6話 再会
翌日―
「はぁ…起きても、何ひとつ状況は変わらないなぁ。」
窓から差し込む朝日で目を覚ました私は、目に映る屋敷の部屋を見て肩を落とした。
夢じゃなかったんだ。そう思った瞬間、ため息がこぼれた。
「そういえば、突然こんなことになったから着替えも何もないじゃん…。
しかもお金もないし…どうすんのよ…。でも、お風呂入りたい…」
昨日はふて寝のような形になってしまい、結局お風呂にも入れなかった。
そのときになって、着替えも持っていないことに気づき、愕然とする。
どうしよう。私、このままなの?
そんな不安が押し寄せてきたとき、どこからかふわりと良い香りが漂ってきた。
味噌汁の香り…それに、焼き魚の匂いもする。
まるで母親が朝食を作っているような、そんな懐かしい香り。
私は慌てて二階から降りてキッチンを探し、ドアを開ける。
そこには、朝食の支度をするおばあさんの姿があった。
「おばあさん!?どこ行ってたの!?何が起きてるの!?
私、どうなってるの!?ここ、どこなの!?」
おばあさんを見つけた瞬間、感情が爆発して、私は一気に質問をぶつけた。
けれど、おばあさんは何も言わず、ただ黙々と朝食の準備を続けていた。
「まぁまぁ、ご飯を食べてからゆっくり話そうね。
さ、持って行ってくれるかい?」
「ええっ…?まぁ、分かった…」
私の質問には何ひとつ答えず、料理を手渡すおばあさん。
テーブルに運びながら、疑問ばかりが募っていく。
それでも、その朝食は、驚くほど優しい味がして、思わず目の前が潤んだ。
こんな状況なのに、どうしてこんなにも美味しいんだろう。
そう思いながら、私はおばあさんの手料理を噛みしめていた。
「ねぇ、おばあさん。どういうことか説明してよ。
昨日は本当に混乱して大変だったんだから。屋敷を出たら“東京”って書いてあるし、
コンビニでお札出したら“偽札”って言われるし。おばあさんはいなくなっちゃうし。
本当に不安だったんだから!」
「突然のことで混乱するのは当然だよねぇ。
詳しいことは言わないけれど、この屋敷はね、
人生の分岐点に来ている人、大きな迷いや悩みを抱えていて、
この屋敷に来なければ解決できない子たちが、ここにやってくるんだよ。」
「え?どういうこと?私だけじゃないの?ここに来たの。」
「そうだねぇ。過去にも何人も来ていたよ。
そこで“進む道”を決めて先へ進む人もいれば、
“変わらない道”を選んで戻っていく人もいる。」
「戻るって…すぐには戻れないの?
私、別に困ってないし、悩んでもない!
それに、両親だって友達だって心配するし…」
「戻るときは、この屋敷が決めてくれるよ。
それにね、“何もない子”には、この屋敷の扉は開けられないんだよ。」
「そんな・・・」
朝食を食べ終えたあと、私は改めておばあさんに問いかけた。
すると、私以外にもこの屋敷に来た人がいると教えられた。
そして、ここに来た人たちは自分の進むべき道を決めて、元の場所へ戻っていくって言われた。
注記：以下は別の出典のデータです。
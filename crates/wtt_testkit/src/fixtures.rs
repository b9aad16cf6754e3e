//! Test fixtures and repository helpers.

use std::path::Path;
use std::sync::Arc;
use tempfile::TempDir;
use wtt_core::{catalog, ItemRepository, ManualClock, RepositoryConfig};
use wtt_storage::{FileBackend, InMemoryBackend};

/// Clock reading every fixture starts at (2024-01-01T00:00:00Z).
pub const FIXTURE_EPOCH: i64 = 1_704_067_200_000;

/// A test repository with a manual clock and automatic cleanup.
pub struct TestRepository {
    /// The repository instance.
    pub repo: ItemRepository,
    /// The clock driving `updated_at` stamps.
    pub clock: Arc<ManualClock>,
    /// The temporary directory (kept alive to prevent cleanup).
    _temp_dir: Option<TempDir>,
}

impl TestRepository {
    /// Creates an empty in-memory test repository.
    pub fn memory() -> Self {
        Self::memory_with_config(RepositoryConfig::default())
    }

    /// Creates an empty in-memory test repository with `config`.
    pub fn memory_with_config(config: RepositoryConfig) -> Self {
        let clock = Arc::new(ManualClock::new(FIXTURE_EPOCH));
        let repo = ItemRepository::with_backend(
            Box::new(InMemoryBackend::new()),
            clock.clone(),
            config,
        )
        .expect("Failed to open in-memory repository");
        Self {
            repo,
            clock,
            _temp_dir: None,
        }
    }

    /// Creates an empty repository in a temporary data directory.
    pub fn file() -> Self {
        let temp_dir = TempDir::new().expect("Failed to create temp directory");
        let clock = Arc::new(ManualClock::new(FIXTURE_EPOCH));
        let backend = FileBackend::open(temp_dir.path()).expect("Failed to open file backend");
        let repo = ItemRepository::with_backend(
            Box::new(backend),
            clock.clone(),
            RepositoryConfig::default(),
        )
        .expect("Failed to open file repository");
        Self {
            repo,
            clock,
            _temp_dir: Some(temp_dir),
        }
    }

    /// Returns the data directory if file-based, None if in-memory.
    pub fn path(&self) -> Option<&Path> {
        self._temp_dir.as_ref().map(TempDir::path)
    }
}

impl std::ops::Deref for TestRepository {
    type Target = ItemRepository;

    fn deref(&self) -> &Self::Target {
        &self.repo
    }
}

/// Runs a test with a temporary in-memory repository.
pub fn with_temp_repo<F, R>(f: F) -> R
where
    F: FnOnce(&ItemRepository, &ManualClock) -> R,
{
    let test_repo = TestRepository::memory();
    f(&test_repo.repo, &test_repo.clock)
}

/// Test scenario helpers.
pub mod scenarios {
    use super::*;

    /// Creates a repository loaded with the demo catalog.
    pub fn demo_repository() -> TestRepository {
        let test_repo = TestRepository::memory();
        let items = catalog::demo_items("WTT", 6, FIXTURE_EPOCH);
        test_repo
            .replace_all(items)
            .expect("Failed to load demo catalog");
        test_repo
    }

    /// Creates a repository holding `count` items added the normal way.
    pub fn populated_repository(count: usize) -> TestRepository {
        let test_repo = TestRepository::memory();
        for i in 0..count {
            let id = test_repo.next_id().expect("Failed to allocate id");
            test_repo
                .upsert(wtt_core::Item::new(id, format!("Item {i}"), "Props"))
                .expect("Failed to insert item");
            test_repo.clock.advance(1);
        }
        test_repo
    }
}
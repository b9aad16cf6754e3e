//! Repository configuration.

/// Default identifier prefix.
pub const DEFAULT_ID_PREFIX: &str = "WTT";

/// Default width of the zero-padded identifier number.
pub const DEFAULT_ID_WIDTH: usize = 6;

/// Configuration for opening an [`ItemRepository`](crate::ItemRepository).
#[derive(Debug, Clone)]
pub struct RepositoryConfig {
    /// Prefix placed before the hyphen in generated identifiers.
    pub id_prefix: String,

    /// Minimum number of digits in generated identifiers.
    pub id_width: usize,

    /// Whether to write the starter catalog when the store is empty.
    pub seed_if_empty: bool,
}

impl Default for RepositoryConfig {
    fn default() -> Self {
        Self {
            id_prefix: DEFAULT_ID_PREFIX.to_string(),
            id_width: DEFAULT_ID_WIDTH,
            seed_if_empty: false,
        }
    }
}

impl RepositoryConfig {
    /// Creates a new configuration with default values.
    #[must_use]
    pub fn new() -> Self {
        Self::default()
    }

    /// Sets the identifier prefix.
    #[must_use]
    pub fn id_prefix(mut self, prefix: impl Into<String>) -> Self {
        self.id_prefix = prefix.into();
        self
    }

    /// Sets the identifier width.
    #[must_use]
    pub const fn id_width(mut self, width: usize) -> Self {
        self.id_width = width;
        self
    }

    /// Sets whether to seed an empty store on open.
    #[must_use]
    pub const fn seed_if_empty(mut self, value: bool) -> Self {
        self.seed_if_empty = value;
        self
    }
}
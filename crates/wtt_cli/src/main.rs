//! WTT CLI
//!
//! Command-line front end for the WTT inventory catalog.
//!
//! # Commands
//!
//! - `list` - List items, with search and filters
//! - `show` / `scan` - Look up one item by id or scanned code
//! - `add` / `edit` - Create or change items
//! - `checkout` / `return` - Toggle the checked-out flag
//! - `demo load` / `demo reset` - Load the demo catalog or clear everything
//! - `seed` - Write the starter items into an empty catalog (or pass
//!   `--seed` to any command)

mod commands;
mod error;
mod filter;
mod output;

use clap::{Parser, Subcommand};
use filter::Availability;
use output::Format;
use std::path::PathBuf;
use tracing_subscriber::EnvFilter;
use wtt_core::{Condition, ItemRepository, RepositoryConfig};

/// Inventory tracking for a prop and warehouse catalog.
#[derive(Parser)]
#[command(name = "wtt")]
#[command(author, version, about, long_about = None)]
struct Cli {
    /// Path to the data directory
    #[arg(global = true, short, long, default_value = "wtt-data")]
    path: PathBuf,

    /// Identifier prefix for new items
    #[arg(global = true, long, default_value = "WTT")]
    prefix: String,

    /// Write the starter items when opening an empty catalog
    #[arg(global = true, long)]
    seed: bool,

    /// Enable verbose output
    #[arg(global = true, short, long)]
    verbose: bool,

    #[command(subcommand)]
    command: Commands,
}

#[derive(Subcommand)]
enum Commands {
    /// List items
    List {
        /// Search id, name and category (case-insensitive)
        #[arg(short, long)]
        query: Option<String>,

        /// Only items in this category
        #[arg(short, long)]
        category: Option<String>,

        /// Only available or only checked-out items
        #[arg(short, long, value_enum, default_value = "all")]
        status: Availability,

        /// Output format
        #[arg(short, long, value_enum, default_value = "text")]
        format: Format,
    },

    /// Show one item
    Show {
        /// Item id
        id: String,

        /// Output format
        #[arg(short, long, value_enum, default_value = "text")]
        format: Format,
    },

    /// Look up an item from a decoded label
    Scan {
        /// Text decoded from the label
        code: String,
    },

    /// Add an item
    Add {
        /// Item name
        #[arg(short, long)]
        name: String,

        /// Category
        #[arg(short, long, default_value = wtt_core::catalog::DEFAULT_CATEGORY)]
        category: String,

        /// Where the item is kept
        #[arg(short, long)]
        location: Option<String>,

        /// Condition (Excellent, Good, Fair, Needs Repair)
        #[arg(long, default_value_t = wtt_core::catalog::DEFAULT_CONDITION)]
        condition: Condition,
    },

    /// Edit an item
    Edit {
        /// Item id
        id: String,

        /// New name
        #[arg(short, long)]
        name: Option<String>,

        /// New category
        #[arg(short, long)]
        category: Option<String>,

        /// New location (empty to clear)
        #[arg(short, long)]
        location: Option<String>,

        /// New condition
        #[arg(long)]
        condition: Option<Condition>,
    },

    /// Mark an item as checked out
    Checkout {
        /// Item id
        id: String,

        /// Skip the confirmation prompt
        #[arg(short, long)]
        yes: bool,
    },

    /// Mark an item as returned
    Return {
        /// Item id
        id: String,

        /// Skip the confirmation prompt
        #[arg(short, long)]
        yes: bool,
    },

    /// Demo catalog controls
    Demo {
        #[command(subcommand)]
        action: DemoAction,
    },

    /// Write the starter items if the catalog is empty
    ///
    /// Opening a catalog never seeds it on its own; run this once, or pass
    /// `--seed` to any command.
    Seed,

    /// Show version information
    Version,
}

#[derive(Subcommand)]
enum DemoAction {
    /// Replace the catalog with the demo items
    Load,
    /// Remove every item and reset numbering
    Reset,
}

fn main() -> Result<(), Box<dyn std::error::Error>> {
    let cli = Cli::parse();

    // Initialize logging
    let filter = if cli.verbose {
        EnvFilter::new("debug")
    } else {
        EnvFilter::new("info")
    };
    tracing_subscriber::fmt()
        .with_env_filter(filter)
        .with_writer(std::io::stderr)
        .init();

    if let Commands::Version = cli.command {
        println!("WTT CLI v{}", env!("CARGO_PKG_VERSION"));
        println!("WTT Core v{}", wtt_core::VERSION);
        return Ok(());
    }

    let config = RepositoryConfig::new()
        .id_prefix(cli.prefix)
        .seed_if_empty(cli.seed);
    let repo = ItemRepository::open(&cli.path, config)?;
    let mut out = std::io::stdout().lock();

    match cli.command {
        Commands::List {
            query,
            category,
            status,
            format,
        } => {
            let filter = filter::ItemFilter::new(query.as_deref(), category, status);
            commands::list::run(&repo, &filter, format, &mut out)?;
        }
        Commands::Show { id, format } => {
            commands::show::run(&repo, &id, format, &mut out)?;
        }
        Commands::Scan { code } => {
            commands::show::scan(&repo, &code, &mut out)?;
        }
        Commands::Add {
            name,
            category,
            location,
            condition,
        } => {
            let form = commands::add::AddForm {
                name,
                category,
                location,
                condition,
            };
            commands::add::run(&repo, &form, &mut out)?;
        }
        Commands::Edit {
            id,
            name,
            category,
            location,
            condition,
        } => {
            let changes = commands::edit::EditForm {
                name,
                category,
                location,
                condition,
            };
            commands::edit::run(&repo, &id, &changes, &mut out)?;
        }
        Commands::Checkout { id, yes } => {
            commands::checkout::run(&repo, &id, true, yes, &mut std::io::stdin().lock(), &mut out)?;
        }
        Commands::Return { id, yes } => {
            commands::checkout::run(&repo, &id, false, yes, &mut std::io::stdin().lock(), &mut out)?;
        }
        Commands::Demo { action } => match action {
            DemoAction::Load => commands::demo::load(&repo, &mut out)?,
            DemoAction::Reset => commands::demo::reset(&repo, &mut out)?,
        },
        Commands::Seed => {
            commands::demo::seed(&repo, &mut out)?;
        }
        Commands::Version => {}
    }

    Ok(())
}
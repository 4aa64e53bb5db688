use colored::Colorize;

/// Print an info message
pub fn info(msg: &str) {
    println!("{} {}", "ℹ".blue(), msg);
}

/// Print a success message
pub fn success(msg: &str) {
    println!("{} {}", "✓".green(), msg);
}

/// Print a warning message
pub fn warn(msg: &str) {
    println!("{} {}", "⚠".yellow(), msg);
}

/// Print an error message
pub fn error(msg: &str) {
    eprintln!("{} {}", "✗".red(), msg);
}

/// Print a dim/muted message
pub fn dim(msg: &str) {
    println!("  {}", msg.dimmed());
}

/// Print a section header
pub fn section(title: &str) {
    println!();
    println!("{}", title.cyan().bold());
}

/// Print a key-value pair
pub fn kv(key: &str, value: &str) {
    println!("  {}: {}", key.dimmed(), value);
}
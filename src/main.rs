use anyhow::Result;
use artifactl::cli::{Cli, Command};
use artifactl::commands;
use clap::Parser;

fn main() -> Result<()> {
    let cli = Cli::parse();

    // Initialize logging based on verbosity
    let log_level = match cli.verbose {
        0 => log::LevelFilter::Warn,
        1 => log::LevelFilter::Info,
        2 => log::LevelFilter::Debug,
        _ => log::LevelFilter::Trace,
    };

    env_logger::Builder::new()
        .filter_level(if cli.quiet {
            log::LevelFilter::Error
        } else {
            log_level
        })
        .format_timestamp(None)
        .init();

    match &cli.command {
        Command::Apply(args) => commands::apply::run(&cli, args),
        Command::Artifactory(action) => commands::adhoc::artifactory(&cli, action),
        Command::License(action) => commands::adhoc::license(&cli, action),
        Command::Users(action) => commands::adhoc::users(&cli, action),
        Command::Groups(action) => commands::adhoc::groups(&cli, action),
        Command::Repositories(action) => commands::adhoc::repositories(&cli, action),
        Command::Permissions(action) => commands::adhoc::permissions(&cli, action),
    }
}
でも、何を言われても、私はまったく理解できなかった。
自分が何に悩んでいて、どんな道を進むべきかなんて、考えたこともなかったから。
だけど、何もない人は、この屋敷には入れないなんて言われると考えてしまう。
知らない間に、私はこの屋敷に“呼ばれていた”ということ?
確かに昨日、“呼ばれた気がした”って一瞬思ったけど…。
でも、急にこんな訳の分からない状況に放り込まなくてもいいじゃない。
そう思いながら、私はただ大きなため息を吐き出した。